### What you will do
Each line in the entries below that contains the word "formulas" counts once. Report how many there are and nothing more.

• • •

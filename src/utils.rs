use anyhow::{Context, Result};
use std::fs;
use std::io::{self, Read};
use std::path::Path;
use tracing_subscriber::{EnvFilter, fmt};

#[macro_export]
macro_rules! dlog {
    ($($arg:tt)*) => {
        tracing::debug!($($arg)*);
    };
}

/// Map `-v`/`-q` counts to a level name. INFO when both are zero.
pub fn log_level(verbose: u8, quiet: u8) -> &'static str {
    match i16::from(verbose) - i16::from(quiet) {
        i16::MIN..=-2 => "error",
        -1 => "warn",
        0 => "info",
        1 => "debug",
        2..=i16::MAX => "trace",
    }
}

/// Initialize colorful logging on stderr.
///
/// Default level is INFO.
/// - `-v` => DEBUG
/// - `-vv` => TRACE
/// - `-q` => WARN
/// - `-qq` => ERROR
///
/// `RUST_LOG` overrides everything (e.g. `RUST_LOG=trace`).
pub fn init_logging(verbose: u8, quiet: u8) {
    let level = log_level(verbose, quiet);

    let filter = EnvFilter::try_from_default_env()
        .unwrap_or_else(|_| EnvFilter::new(format!("warn,fitcalc={level}")));

    let show_src = matches!(level, "debug" | "trace");

    fmt()
        .with_env_filter(filter)
        .with_writer(io::stderr)
        .with_ansi(true)
        .with_timer(tracing_subscriber::fmt::time::ChronoLocal::rfc_3339())
        .with_target(true)
        .with_level(true)
        .with_file(show_src)
        .with_line_number(show_src)
        .compact()
        .init();
}

/// Read a batch from a file, or from stdin when `path` is `-`.
pub fn read_input(path: &Path) -> Result<String> {
    if path.as_os_str() == "-" {
        let mut buf = String::new();
        io::stdin()
            .read_to_string(&mut buf)
            .context("reading packages from stdin")?;
        return Ok(buf);
    }

    tracing::info!(path = %path.display(), "reading packages");
    fs::read_to_string(path).with_context(|| format!("reading packages: {}", path.display()))
}

#[cfg(test)]
mod tests {
    use super::*;

    #[test]
    fn level_follows_verbosity_balance() {
        assert_eq!(log_level(0, 0), "info");
        assert_eq!(log_level(1, 0), "debug");
        assert_eq!(log_level(5, 0), "trace");
        assert_eq!(log_level(0, 1), "warn");
        assert_eq!(log_level(0, 3), "error");
        assert_eq!(log_level(2, 2), "info");
    }

    #[test]
    fn missing_file_mentions_path() {
        let err = read_input(Path::new("/nonexistent/fitcalc/packages.json")).unwrap_err();
        assert!(format!("{err:#}").contains("/nonexistent/fitcalc/packages.json"));
    }
}
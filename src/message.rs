use crate::types::InfoMessage;
use anyhow::{Context, Result};
use clap::ValueEnum;
use std::fmt;

impl InfoMessage {
    /// One-line human readable report, every number with three decimals.
    pub fn get_message(&self) -> String {
        format!(
            "Training type: {}; Duration: {:.3} h; Distance: {:.3} km; Avg speed: {:.3} km/h; Calories burned: {:.3}.",
            self.training_type, self.duration, self.distance, self.speed, self.calories
        )
    }
}

impl fmt::Display for InfoMessage {
    fn fmt(&self, f: &mut fmt::Formatter<'_>) -> fmt::Result {
        f.write_str(&self.get_message())
    }
}

#[derive(Debug, Clone, Copy, Default, PartialEq, Eq, ValueEnum)]
pub enum OutputFormat {
    #[default]
    Text,
    /// One JSON object per line.
    Json,
}

pub fn render(info: &InfoMessage, format: OutputFormat) -> Result<String> {
    match format {
        OutputFormat::Text => Ok(info.get_message()),
        OutputFormat::Json => serde_json::to_string(info).context("Serializing summary to JSON"),
    }
}

#[cfg(test)]
mod tests {
    use super::*;
    use serde_json::Value as JsonValue;

    fn swim() -> InfoMessage {
        InfoMessage {
            training_type: "Swimming".to_string(),
            duration: 1.0,
            distance: 0.9936,
            speed: 1.0,
            calories: 336.0,
        }
    }

    #[test]
    fn message_has_fixed_layout() {
        assert_eq!(
            swim().get_message(),
            "Training type: Swimming; Duration: 1.000 h; Distance: 0.994 km; \
             Avg speed: 1.000 km/h; Calories burned: 336.000."
        );
    }

    #[test]
    fn message_always_has_three_decimals() {
        let info = InfoMessage {
            training_type: "Running".to_string(),
            duration: 12.0,
            distance: 123_456.5,
            speed: 0.000_4,
            calories: 699.75,
        };
        assert_eq!(
            info.get_message(),
            "Training type: Running; Duration: 12.000 h; Distance: 123456.500 km; \
             Avg speed: 0.000 km/h; Calories burned: 699.750."
        );
    }

    #[test]
    fn display_matches_get_message() {
        let info = swim();
        assert_eq!(info.to_string(), info.get_message());
    }

    #[test]
    fn json_rendering_keeps_raw_values() {
        let line = render(&swim(), OutputFormat::Json).unwrap();
        let v: JsonValue = serde_json::from_str(&line).unwrap();
        assert_eq!(v["training_type"], "Swimming");
        assert_eq!(v["distance"], 0.9936);
        assert_eq!(v["calories"], 336.0);
        assert!(!line.contains('\n'));
    }
}
//! Workout records and their distance, speed and calorie formulas.

use crate::types::{InfoMessage, WorkoutKind};

/// Distance covered by one step, in meters.
pub const LEN_STEP: f64 = 0.65;
/// Distance covered by one swimming stroke, in meters.
pub const LEN_STROKE: f64 = 1.38;
pub const M_IN_KM: f64 = 1000.0;
pub const MIN_IN_H: f64 = 60.0;

mod running {
    pub const SPEED_MULTIPLIER: f64 = 18.0;
    pub const SPEED_SHIFT: f64 = 20.0;
}

mod walking {
    pub const WEIGHT_MULTIPLIER: f64 = 0.035;
    pub const SPEED_HEIGHT_MULTIPLIER: f64 = 0.029;
}

mod swimming {
    pub const SPEED_SHIFT: f64 = 1.1;
    pub const WEIGHT_MULTIPLIER: f64 = 2.0;
}

/// Common contract of every workout record.
///
/// `distance` and `mean_speed` have default formulas based on the step
/// length; `spent_calories` has none and every variant must provide it.
pub trait Training {
    fn kind(&self) -> WorkoutKind;

    /// Number of steps or strokes reported by the sensor.
    fn action(&self) -> f64;

    /// Session length in hours.
    fn duration(&self) -> f64;

    /// Body weight in kg.
    fn weight(&self) -> f64;

    fn step_len(&self) -> f64 {
        LEN_STEP
    }

    /// Distance in km.
    fn distance(&self) -> f64 {
        self.action() * self.step_len() / M_IN_KM
    }

    /// Mean speed in km/h.
    fn mean_speed(&self) -> f64 {
        self.distance() / self.duration()
    }

    fn spent_calories(&self) -> f64;

    fn show_training_info(&self) -> InfoMessage {
        InfoMessage {
            training_type: self.kind().display_name().to_string(),
            duration: self.duration(),
            distance: self.distance(),
            speed: self.mean_speed(),
            calories: self.spent_calories(),
        }
    }
}

/// Parameters every sensor record starts with.
#[derive(Debug, Clone, Copy, PartialEq)]
struct Session {
    action: f64,
    duration: f64,
    weight: f64,
}

macro_rules! session_accessors {
    () => {
        fn action(&self) -> f64 {
            self.session.action
        }

        fn duration(&self) -> f64 {
            self.session.duration
        }

        fn weight(&self) -> f64 {
            self.session.weight
        }
    };
}

#[derive(Debug, Clone, PartialEq)]
pub struct Running {
    session: Session,
}

impl Running {
    pub const fn new(action: f64, duration: f64, weight: f64) -> Self {
        Self {
            session: Session {
                action,
                duration,
                weight,
            },
        }
    }
}

impl Training for Running {
    fn kind(&self) -> WorkoutKind {
        WorkoutKind::Running
    }

    session_accessors!();

    fn spent_calories(&self) -> f64 {
        (running::SPEED_MULTIPLIER * self.mean_speed() - running::SPEED_SHIFT) * self.weight()
            / M_IN_KM
            * self.duration()
            * MIN_IN_H
    }
}

#[derive(Debug, Clone, PartialEq)]
pub struct SportsWalking {
    session: Session,
    height: f64,
}

impl SportsWalking {
    pub const fn new(action: f64, duration: f64, weight: f64, height: f64) -> Self {
        Self {
            session: Session {
                action,
                duration,
                weight,
            },
            height,
        }
    }
}

impl Training for SportsWalking {
    fn kind(&self) -> WorkoutKind {
        WorkoutKind::SportsWalking
    }

    session_accessors!();

    // The speed/height ratio is floor-divided, not divided. For realistic
    // inputs it truncates to zero and only the weight term remains.
    fn spent_calories(&self) -> f64 {
        let speed_term = floor_div(self.mean_speed().powi(2), self.height);
        (walking::WEIGHT_MULTIPLIER * self.weight()
            + speed_term * walking::SPEED_HEIGHT_MULTIPLIER * self.weight())
            * self.duration()
            * MIN_IN_H
    }
}

#[derive(Debug, Clone, PartialEq)]
pub struct Swimming {
    session: Session,
    length_pool: f64,
    count_pool: u32,
}

impl Swimming {
    pub const fn new(
        action: f64,
        duration: f64,
        weight: f64,
        length_pool: f64,
        count_pool: u32,
    ) -> Self {
        Self {
            session: Session {
                action,
                duration,
                weight,
            },
            length_pool,
            count_pool,
        }
    }
}

impl Training for Swimming {
    fn kind(&self) -> WorkoutKind {
        WorkoutKind::Swimming
    }

    session_accessors!();

    fn step_len(&self) -> f64 {
        LEN_STROKE
    }

    fn mean_speed(&self) -> f64 {
        self.length_pool * f64::from(self.count_pool) / M_IN_KM / self.duration()
    }

    // Not scaled by duration: the speed term already carries it.
    fn spent_calories(&self) -> f64 {
        (self.mean_speed() + swimming::SPEED_SHIFT) * swimming::WEIGHT_MULTIPLIER * self.weight()
    }
}

/// Floor division with the remainder-based rounding used by the sensor
/// backend, so results stay identical near integer boundaries.
pub fn floor_div(lhs: f64, rhs: f64) -> f64 {
    let rem = lhs % rhs;
    let mut div = (lhs - rem) / rhs;
    if rem != 0.0 && (rem < 0.0) != (rhs < 0.0) {
        div -= 1.0;
    }

    if div == 0.0 {
        return 0.0_f64.copysign(lhs / rhs);
    }

    let floored = div.floor();
    if div - floored > 0.5 {
        floored + 1.0
    } else {
        floored
    }
}
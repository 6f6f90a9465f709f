use crate::dlog;
use crate::training::{Running, SportsWalking, Swimming, Training};
use crate::types::{InfoMessage, WorkoutKind};
use anyhow::{Context, Result};
use serde_json::Value as JsonValue;
use thiserror::Error;

#[derive(Debug, Clone, Error, PartialEq)]
pub enum PackageError {
    #[error("unrecognized workout type: {0}")]
    UnknownWorkoutType(String),

    #[error("invalid arguments for {code}: {reason}")]
    InvalidArguments { code: &'static str, reason: String },
}

impl PackageError {
    fn invalid(kind: WorkoutKind, reason: impl Into<String>) -> Self {
        Self::InvalidArguments {
            code: kind.code(),
            reason: reason.into(),
        }
    }
}

/// One sensor record: a workout code and its positional parameters.
#[derive(Debug, Clone, PartialEq)]
pub struct Package {
    pub workout_type: String,
    pub data: Vec<f64>,
}

/// A batch entry as read from input. Entries that could not be decoded
/// carry the error that `process` reports when it reaches them.
pub type Entry = std::result::Result<Package, PackageError>;

impl Package {
    pub fn new(workout_type: impl Into<String>, data: Vec<f64>) -> Self {
        Self {
            workout_type: workout_type.into(),
            data,
        }
    }

    /// Decode one `["RUN", [15000, 1, 75]]` entry.
    pub fn from_json(entry: &JsonValue) -> Entry {
        let (code, params) = match entry {
            JsonValue::Array(items) => match items.as_slice() {
                [JsonValue::String(code), rest @ ..] => (code, rest),
                _ => return Err(PackageError::UnknownWorkoutType(entry.to_string())),
            },
            other => return Err(PackageError::UnknownWorkoutType(other.to_string())),
        };

        let kind = WorkoutKind::from_code(code)
            .ok_or_else(|| PackageError::UnknownWorkoutType(code.clone()))?;

        let values = match params {
            [JsonValue::Array(values)] => values,
            [] => return Err(PackageError::invalid(kind, "missing parameter list")),
            [_] => return Err(PackageError::invalid(kind, "parameters must be a list")),
            _ => {
                return Err(PackageError::invalid(
                    kind,
                    format!("expected [code, [params]], got {} elements", params.len() + 1),
                ));
            }
        };

        let data = values
            .iter()
            .enumerate()
            .map(|(i, v)| {
                v.as_f64().ok_or_else(|| {
                    PackageError::invalid(kind, format!("parameter #{i} is not a number: {v}"))
                })
            })
            .collect::<std::result::Result<Vec<_>, _>>()?;

        Ok(Self::new(code.clone(), data))
    }
}

/// Build the workout record matching `workout_type` from its positional data.
pub fn read_package(workout_type: &str, data: &[f64]) -> Result<Box<dyn Training>, PackageError> {
    let kind = WorkoutKind::from_code(workout_type)
        .ok_or_else(|| PackageError::UnknownWorkoutType(workout_type.to_string()))?;

    let arity_error = || {
        PackageError::invalid(
            kind,
            format!("expected {} values, got {}", kind.arity(), data.len()),
        )
    };

    let training: Box<dyn Training> = match (kind, data) {
        (WorkoutKind::Running, &[action, duration, weight]) => {
            Box::new(Running::new(action, duration, weight))
        }
        (WorkoutKind::SportsWalking, &[action, duration, weight, height]) => {
            Box::new(SportsWalking::new(action, duration, weight, height))
        }
        (WorkoutKind::Swimming, &[action, duration, weight, length_pool, count_pool]) => {
            let count_pool = whole_count(count_pool).ok_or_else(|| {
                PackageError::invalid(
                    kind,
                    format!("pool lap count must be a whole number, got {count_pool}"),
                )
            })?;
            Box::new(Swimming::new(action, duration, weight, length_pool, count_pool))
        }
        _ => return Err(arity_error()),
    };

    Ok(training)
}

#[allow(clippy::cast_possible_truncation, clippy::cast_sign_loss)]
fn whole_count(v: f64) -> Option<u32> {
    if v.fract() != 0.0 || v < 0.0 || v > f64::from(u32::MAX) {
        return None;
    }
    Some(v as u32)
}

/// Parse a JSON batch. Only a top level that is not an array is an error;
/// bad entries are kept as `Err` so the batch can skip them.
pub fn parse_packages(json: &str) -> Result<Vec<Entry>> {
    let entries: Vec<JsonValue> = serde_json::from_str(json)
        .context("Parsing workout packages (expected [[\"RUN\", [..]], ..])")?;
    Ok(entries.iter().map(Package::from_json).collect())
}

/// The sample batch a sensor hub sends on first sync.
pub fn demo_packages() -> Vec<Package> {
    vec![
        Package::new("SWM", vec![720.0, 1.0, 80.0, 25.0, 40.0]),
        Package::new("RUN", vec![15000.0, 1.0, 75.0]),
        Package::new("WLK", vec![9000.0, 1.0, 75.0, 180.0]),
    ]
}

#[derive(Debug, Clone, Default)]
pub struct BatchReport {
    pub summaries: Vec<InfoMessage>,
    pub skipped: usize,
}

fn summarize(entry: &Entry) -> Result<InfoMessage, PackageError> {
    let p = entry.as_ref().map_err(Clone::clone)?;
    let training = read_package(&p.workout_type, &p.data)?;
    dlog!("package code={}", p.workout_type);
    Ok(training.show_training_info())
}

/// Process entries in order. Invalid entries are logged and skipped.
pub fn process(entries: &[Entry]) -> BatchReport {
    let mut report = BatchReport::default();

    for (index, entry) in entries.iter().enumerate() {
        match summarize(entry) {
            Ok(info) => report.summaries.push(info),
            Err(err) => {
                tracing::warn!(index, %err, "skipping package");
                report.skipped += 1;
            }
        }
    }

    report
}

/// Like [`process`] but stops at the first invalid entry.
pub fn process_strict(entries: &[Entry]) -> Result<Vec<InfoMessage>> {
    entries
        .iter()
        .enumerate()
        .map(|(index, entry)| summarize(entry).with_context(|| format!("package #{index}")))
        .collect()
}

• • •

### Response below
2